### Exercise aim
Output, please, exactly those lines of the listing that come before the line with "assert_eq!(count.get(), 1);", along with that line itself.

### Provided material
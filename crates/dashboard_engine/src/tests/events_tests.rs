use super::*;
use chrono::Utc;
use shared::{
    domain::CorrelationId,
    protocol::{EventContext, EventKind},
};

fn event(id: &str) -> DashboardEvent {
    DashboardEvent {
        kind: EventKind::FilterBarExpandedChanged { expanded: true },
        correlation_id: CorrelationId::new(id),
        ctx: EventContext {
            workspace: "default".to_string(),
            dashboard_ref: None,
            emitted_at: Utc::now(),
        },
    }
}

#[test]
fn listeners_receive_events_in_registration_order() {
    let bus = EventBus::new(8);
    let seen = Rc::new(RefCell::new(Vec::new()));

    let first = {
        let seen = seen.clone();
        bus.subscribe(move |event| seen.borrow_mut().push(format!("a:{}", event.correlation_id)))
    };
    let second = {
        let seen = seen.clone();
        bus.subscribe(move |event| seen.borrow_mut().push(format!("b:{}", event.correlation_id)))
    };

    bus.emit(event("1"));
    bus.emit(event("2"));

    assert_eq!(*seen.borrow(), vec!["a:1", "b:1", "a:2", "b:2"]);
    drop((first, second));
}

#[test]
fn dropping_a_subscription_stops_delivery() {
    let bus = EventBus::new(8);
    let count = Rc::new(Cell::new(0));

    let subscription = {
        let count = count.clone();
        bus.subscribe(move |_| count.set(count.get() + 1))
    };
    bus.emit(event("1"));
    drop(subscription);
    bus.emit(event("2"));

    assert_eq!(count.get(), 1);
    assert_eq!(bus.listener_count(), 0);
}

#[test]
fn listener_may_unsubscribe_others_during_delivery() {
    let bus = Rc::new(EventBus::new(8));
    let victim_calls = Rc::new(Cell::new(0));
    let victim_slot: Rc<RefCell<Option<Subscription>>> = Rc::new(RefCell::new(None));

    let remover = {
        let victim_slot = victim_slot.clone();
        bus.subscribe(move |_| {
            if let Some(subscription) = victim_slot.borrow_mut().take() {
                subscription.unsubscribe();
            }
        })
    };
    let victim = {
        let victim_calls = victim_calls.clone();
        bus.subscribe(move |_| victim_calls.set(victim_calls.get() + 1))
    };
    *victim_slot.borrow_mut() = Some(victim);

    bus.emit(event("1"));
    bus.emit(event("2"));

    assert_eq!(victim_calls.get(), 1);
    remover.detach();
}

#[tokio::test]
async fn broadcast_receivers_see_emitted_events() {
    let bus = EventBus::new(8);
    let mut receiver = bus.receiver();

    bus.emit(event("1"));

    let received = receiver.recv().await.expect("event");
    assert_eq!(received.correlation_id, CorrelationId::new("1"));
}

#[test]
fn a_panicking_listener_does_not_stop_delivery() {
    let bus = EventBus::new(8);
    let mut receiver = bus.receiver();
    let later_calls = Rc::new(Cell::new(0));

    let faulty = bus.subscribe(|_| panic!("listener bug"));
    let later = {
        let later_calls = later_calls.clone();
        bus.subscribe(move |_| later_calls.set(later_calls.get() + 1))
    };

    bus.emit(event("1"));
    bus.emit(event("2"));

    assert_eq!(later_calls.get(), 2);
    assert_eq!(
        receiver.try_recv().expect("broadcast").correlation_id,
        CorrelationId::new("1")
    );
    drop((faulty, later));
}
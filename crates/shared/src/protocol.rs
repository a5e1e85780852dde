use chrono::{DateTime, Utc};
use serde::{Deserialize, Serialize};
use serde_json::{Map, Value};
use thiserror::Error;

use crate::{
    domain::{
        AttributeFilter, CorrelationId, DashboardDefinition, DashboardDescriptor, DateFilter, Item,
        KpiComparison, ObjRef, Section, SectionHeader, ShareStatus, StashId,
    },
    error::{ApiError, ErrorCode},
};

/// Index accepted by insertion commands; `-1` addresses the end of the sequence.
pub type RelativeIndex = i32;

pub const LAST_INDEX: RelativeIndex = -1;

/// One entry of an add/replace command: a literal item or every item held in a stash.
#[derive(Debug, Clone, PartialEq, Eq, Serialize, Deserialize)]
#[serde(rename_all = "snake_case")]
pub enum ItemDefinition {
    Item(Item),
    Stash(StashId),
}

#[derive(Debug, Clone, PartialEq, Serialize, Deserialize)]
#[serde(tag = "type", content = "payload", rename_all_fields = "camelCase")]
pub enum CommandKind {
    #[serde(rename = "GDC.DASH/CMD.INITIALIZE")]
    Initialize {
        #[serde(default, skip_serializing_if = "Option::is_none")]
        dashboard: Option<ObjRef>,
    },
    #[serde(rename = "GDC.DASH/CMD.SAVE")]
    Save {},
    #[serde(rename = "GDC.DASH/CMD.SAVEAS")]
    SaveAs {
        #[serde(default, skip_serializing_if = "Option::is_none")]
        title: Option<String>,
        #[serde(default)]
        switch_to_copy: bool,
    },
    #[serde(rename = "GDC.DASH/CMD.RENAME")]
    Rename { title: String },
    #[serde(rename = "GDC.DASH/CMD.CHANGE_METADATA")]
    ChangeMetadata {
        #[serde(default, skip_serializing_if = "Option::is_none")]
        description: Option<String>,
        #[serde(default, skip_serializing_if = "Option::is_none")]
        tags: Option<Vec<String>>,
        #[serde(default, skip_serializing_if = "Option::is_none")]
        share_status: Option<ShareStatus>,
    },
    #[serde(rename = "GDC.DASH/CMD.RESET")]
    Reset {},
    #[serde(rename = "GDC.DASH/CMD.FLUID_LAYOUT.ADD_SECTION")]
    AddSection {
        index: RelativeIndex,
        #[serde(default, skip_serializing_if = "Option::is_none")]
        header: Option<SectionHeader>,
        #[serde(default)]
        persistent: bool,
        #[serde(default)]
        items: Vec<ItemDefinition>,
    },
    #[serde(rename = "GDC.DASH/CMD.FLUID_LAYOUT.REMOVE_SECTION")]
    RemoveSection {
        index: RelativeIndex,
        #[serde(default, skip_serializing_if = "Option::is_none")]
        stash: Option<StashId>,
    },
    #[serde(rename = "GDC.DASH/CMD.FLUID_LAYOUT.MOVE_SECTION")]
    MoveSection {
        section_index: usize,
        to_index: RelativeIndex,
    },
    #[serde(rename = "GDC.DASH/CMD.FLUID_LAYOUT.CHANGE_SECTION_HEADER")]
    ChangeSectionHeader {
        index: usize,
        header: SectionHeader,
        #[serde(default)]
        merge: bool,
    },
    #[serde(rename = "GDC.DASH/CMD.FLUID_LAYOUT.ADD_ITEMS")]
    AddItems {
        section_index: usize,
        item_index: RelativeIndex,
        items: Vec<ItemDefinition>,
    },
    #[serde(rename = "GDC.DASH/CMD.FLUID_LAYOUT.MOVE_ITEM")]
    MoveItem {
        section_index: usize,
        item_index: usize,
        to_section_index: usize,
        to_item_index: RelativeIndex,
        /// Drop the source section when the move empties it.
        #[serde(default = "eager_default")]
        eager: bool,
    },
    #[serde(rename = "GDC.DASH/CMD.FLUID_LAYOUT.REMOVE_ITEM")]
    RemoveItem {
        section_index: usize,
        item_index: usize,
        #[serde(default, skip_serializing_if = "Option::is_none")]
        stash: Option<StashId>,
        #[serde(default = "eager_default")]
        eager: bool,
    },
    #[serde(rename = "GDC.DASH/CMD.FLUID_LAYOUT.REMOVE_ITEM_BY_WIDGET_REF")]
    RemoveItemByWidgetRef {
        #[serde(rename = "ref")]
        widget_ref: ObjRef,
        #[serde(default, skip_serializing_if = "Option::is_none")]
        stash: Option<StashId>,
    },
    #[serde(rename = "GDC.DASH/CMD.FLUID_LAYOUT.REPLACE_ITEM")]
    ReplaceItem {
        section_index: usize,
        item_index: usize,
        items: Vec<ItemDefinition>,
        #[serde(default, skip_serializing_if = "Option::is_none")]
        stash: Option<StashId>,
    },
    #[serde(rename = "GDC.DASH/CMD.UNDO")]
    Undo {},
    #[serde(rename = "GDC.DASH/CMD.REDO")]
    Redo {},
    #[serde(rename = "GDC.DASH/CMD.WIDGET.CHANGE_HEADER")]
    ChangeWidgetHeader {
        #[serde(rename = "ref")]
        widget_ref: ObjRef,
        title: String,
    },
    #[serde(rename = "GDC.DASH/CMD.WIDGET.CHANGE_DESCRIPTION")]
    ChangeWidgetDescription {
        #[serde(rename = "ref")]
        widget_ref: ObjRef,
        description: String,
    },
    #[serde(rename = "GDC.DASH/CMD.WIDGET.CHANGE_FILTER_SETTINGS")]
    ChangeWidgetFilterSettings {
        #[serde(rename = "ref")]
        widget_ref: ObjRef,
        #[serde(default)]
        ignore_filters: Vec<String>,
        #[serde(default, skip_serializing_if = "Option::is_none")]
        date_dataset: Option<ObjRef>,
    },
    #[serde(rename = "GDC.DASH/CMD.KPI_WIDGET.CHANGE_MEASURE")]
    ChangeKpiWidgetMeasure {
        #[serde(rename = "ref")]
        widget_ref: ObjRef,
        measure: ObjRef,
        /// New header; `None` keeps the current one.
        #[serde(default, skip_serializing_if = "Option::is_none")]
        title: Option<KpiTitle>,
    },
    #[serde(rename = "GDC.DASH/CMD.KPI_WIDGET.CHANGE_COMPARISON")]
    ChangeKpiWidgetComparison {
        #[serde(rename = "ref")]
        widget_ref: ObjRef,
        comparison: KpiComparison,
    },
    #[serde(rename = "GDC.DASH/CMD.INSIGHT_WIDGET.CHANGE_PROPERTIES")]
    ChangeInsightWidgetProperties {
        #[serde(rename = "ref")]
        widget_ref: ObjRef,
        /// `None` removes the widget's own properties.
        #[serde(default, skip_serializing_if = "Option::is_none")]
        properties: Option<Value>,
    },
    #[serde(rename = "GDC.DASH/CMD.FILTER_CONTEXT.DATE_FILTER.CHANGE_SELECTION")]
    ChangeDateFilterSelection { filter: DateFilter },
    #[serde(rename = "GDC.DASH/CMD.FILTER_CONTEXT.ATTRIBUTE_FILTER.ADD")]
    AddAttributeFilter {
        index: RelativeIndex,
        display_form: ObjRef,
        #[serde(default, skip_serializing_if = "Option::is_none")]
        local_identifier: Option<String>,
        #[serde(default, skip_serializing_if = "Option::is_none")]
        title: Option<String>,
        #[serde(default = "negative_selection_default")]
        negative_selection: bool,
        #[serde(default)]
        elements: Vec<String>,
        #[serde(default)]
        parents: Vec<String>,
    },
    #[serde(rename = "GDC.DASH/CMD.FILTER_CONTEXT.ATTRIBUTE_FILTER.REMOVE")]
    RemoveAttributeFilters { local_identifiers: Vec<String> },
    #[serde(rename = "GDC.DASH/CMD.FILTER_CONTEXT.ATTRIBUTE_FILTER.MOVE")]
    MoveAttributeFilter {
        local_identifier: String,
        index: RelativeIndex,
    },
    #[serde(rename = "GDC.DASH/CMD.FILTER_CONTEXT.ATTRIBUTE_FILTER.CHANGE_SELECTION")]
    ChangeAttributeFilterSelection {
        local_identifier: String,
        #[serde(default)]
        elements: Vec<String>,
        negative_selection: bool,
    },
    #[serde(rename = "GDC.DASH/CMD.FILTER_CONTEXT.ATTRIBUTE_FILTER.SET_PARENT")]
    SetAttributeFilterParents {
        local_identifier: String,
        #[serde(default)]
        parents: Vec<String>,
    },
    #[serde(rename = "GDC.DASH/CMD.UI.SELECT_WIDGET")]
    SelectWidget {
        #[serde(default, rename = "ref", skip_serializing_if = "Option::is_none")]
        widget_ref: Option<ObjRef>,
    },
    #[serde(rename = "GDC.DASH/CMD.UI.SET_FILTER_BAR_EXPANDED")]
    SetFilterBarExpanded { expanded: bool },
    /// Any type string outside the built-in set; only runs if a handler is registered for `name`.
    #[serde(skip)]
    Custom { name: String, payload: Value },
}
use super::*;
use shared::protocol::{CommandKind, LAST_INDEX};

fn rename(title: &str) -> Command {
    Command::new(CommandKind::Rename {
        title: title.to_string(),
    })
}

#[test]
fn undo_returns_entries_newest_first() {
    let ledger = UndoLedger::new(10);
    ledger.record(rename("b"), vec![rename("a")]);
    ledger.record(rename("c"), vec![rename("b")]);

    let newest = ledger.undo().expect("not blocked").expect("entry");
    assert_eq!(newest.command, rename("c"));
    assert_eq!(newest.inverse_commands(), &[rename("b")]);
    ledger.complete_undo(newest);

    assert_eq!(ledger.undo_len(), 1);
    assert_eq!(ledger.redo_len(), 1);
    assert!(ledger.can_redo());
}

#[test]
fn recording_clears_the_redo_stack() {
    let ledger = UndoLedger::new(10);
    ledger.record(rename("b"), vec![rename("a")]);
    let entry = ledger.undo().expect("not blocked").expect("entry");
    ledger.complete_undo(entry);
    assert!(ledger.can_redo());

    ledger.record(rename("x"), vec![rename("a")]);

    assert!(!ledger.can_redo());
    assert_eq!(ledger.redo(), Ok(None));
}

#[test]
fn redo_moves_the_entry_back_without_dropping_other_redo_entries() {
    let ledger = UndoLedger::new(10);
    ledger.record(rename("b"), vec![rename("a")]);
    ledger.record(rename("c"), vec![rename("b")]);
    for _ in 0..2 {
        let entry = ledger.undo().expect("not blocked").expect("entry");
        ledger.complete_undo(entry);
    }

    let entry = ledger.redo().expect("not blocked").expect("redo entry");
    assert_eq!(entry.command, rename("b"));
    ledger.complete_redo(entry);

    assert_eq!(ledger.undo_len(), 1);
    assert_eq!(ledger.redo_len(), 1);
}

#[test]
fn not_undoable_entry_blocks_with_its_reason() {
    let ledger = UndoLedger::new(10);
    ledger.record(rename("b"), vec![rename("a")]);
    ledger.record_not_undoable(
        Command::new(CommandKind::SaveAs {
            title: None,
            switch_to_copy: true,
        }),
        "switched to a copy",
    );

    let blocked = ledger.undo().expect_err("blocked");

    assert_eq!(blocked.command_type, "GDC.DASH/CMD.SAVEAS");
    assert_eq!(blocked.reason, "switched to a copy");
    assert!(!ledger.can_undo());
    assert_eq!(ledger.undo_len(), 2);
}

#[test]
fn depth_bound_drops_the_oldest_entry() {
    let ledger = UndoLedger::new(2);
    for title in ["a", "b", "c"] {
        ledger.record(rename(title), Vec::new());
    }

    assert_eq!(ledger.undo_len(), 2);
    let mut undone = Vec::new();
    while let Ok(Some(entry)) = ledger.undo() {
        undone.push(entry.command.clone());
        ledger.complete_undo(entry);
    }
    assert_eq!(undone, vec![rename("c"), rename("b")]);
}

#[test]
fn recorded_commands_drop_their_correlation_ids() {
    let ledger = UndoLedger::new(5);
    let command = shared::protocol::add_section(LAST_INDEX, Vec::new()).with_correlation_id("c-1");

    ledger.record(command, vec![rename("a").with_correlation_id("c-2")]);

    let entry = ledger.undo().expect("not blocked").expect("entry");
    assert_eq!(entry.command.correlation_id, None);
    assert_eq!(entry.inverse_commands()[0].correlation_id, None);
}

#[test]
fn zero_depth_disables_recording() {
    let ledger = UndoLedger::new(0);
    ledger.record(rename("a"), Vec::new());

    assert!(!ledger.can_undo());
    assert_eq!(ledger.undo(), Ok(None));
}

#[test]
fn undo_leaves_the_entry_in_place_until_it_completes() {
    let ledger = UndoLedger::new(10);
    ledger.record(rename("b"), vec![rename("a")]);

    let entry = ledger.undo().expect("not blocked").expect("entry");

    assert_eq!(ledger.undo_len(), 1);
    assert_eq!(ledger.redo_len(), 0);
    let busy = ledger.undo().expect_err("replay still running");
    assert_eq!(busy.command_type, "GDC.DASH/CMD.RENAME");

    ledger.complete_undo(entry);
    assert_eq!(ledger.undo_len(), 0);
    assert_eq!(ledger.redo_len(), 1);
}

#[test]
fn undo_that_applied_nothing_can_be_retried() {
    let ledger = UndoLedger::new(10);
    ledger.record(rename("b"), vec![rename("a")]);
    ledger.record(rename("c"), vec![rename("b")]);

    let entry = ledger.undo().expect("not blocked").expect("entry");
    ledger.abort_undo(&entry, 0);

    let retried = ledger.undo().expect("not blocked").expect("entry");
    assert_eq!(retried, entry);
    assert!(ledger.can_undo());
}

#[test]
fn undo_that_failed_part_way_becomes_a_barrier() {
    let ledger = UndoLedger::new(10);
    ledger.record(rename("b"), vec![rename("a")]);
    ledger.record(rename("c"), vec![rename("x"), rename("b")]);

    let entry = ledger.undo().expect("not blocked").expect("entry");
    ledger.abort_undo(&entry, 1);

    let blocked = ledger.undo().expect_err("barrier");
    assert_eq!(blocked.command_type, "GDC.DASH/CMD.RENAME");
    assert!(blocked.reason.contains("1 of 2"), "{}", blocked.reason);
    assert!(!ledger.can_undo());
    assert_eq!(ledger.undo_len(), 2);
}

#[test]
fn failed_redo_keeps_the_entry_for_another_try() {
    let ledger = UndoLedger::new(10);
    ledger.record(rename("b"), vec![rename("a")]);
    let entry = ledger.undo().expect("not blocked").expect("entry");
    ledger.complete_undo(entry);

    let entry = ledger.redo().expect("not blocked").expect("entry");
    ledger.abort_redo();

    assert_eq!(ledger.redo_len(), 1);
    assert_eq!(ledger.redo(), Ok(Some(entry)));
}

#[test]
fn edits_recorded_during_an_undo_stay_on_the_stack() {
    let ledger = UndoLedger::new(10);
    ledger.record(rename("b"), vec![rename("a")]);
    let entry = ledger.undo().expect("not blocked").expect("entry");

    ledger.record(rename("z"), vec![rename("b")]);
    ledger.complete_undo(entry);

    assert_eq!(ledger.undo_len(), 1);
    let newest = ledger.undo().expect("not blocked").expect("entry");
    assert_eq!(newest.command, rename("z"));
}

### Task output
filename crates/dashboard_engine/src/tests/events_tests.rs
use super::*;
use chrono::Utc;
use shared::{
    domain::CorrelationId,
    protocol::{EventContext, EventKind},
};

fn event(id: &str) -> DashboardEvent {
    DashboardEvent {
        kind: EventKind::FilterBarExpandedChanged { expanded: true },
        correlation_id: CorrelationId::new(id),
        ctx: EventContext {
            workspace: "default".to_string(),
            dashboard_ref: None,
            emitted_at: Utc::now(),
        },
    }
}

#[test]
fn listeners_receive_events_in_registration_order() {
    let bus = EventBus::new(8);
    let seen = Rc::new(RefCell::new(Vec::new()));

    let first = {
        let seen = seen.clone();
        bus.subscribe(move |event| seen.borrow_mut().push(format!("a:{}", event.correlation_id)))
    };
    let second = {
        let seen = seen.clone();
        bus.subscribe(move |event| seen.borrow_mut().push(format!("b:{}", event.correlation_id)))
    };

    bus.emit(event("1"));
    bus.emit(event("2"));

    assert_eq!(*seen.borrow(), vec!["a:1", "b:1", "a:2", "b:2"]);
    drop((first, second));
}

#[test]
fn dropping_a_subscription_stops_delivery() {
    let bus = EventBus::new(8);
    let count = Rc::new(Cell::new(0));

    let subscription = {
        let count = count.clone();
        bus.subscribe(move |_| count.set(count.get() + 1))
    };
    bus.emit(event("1"));
    drop(subscription);
    bus.emit(event("2"));

    assert_eq!(count.get(), 1);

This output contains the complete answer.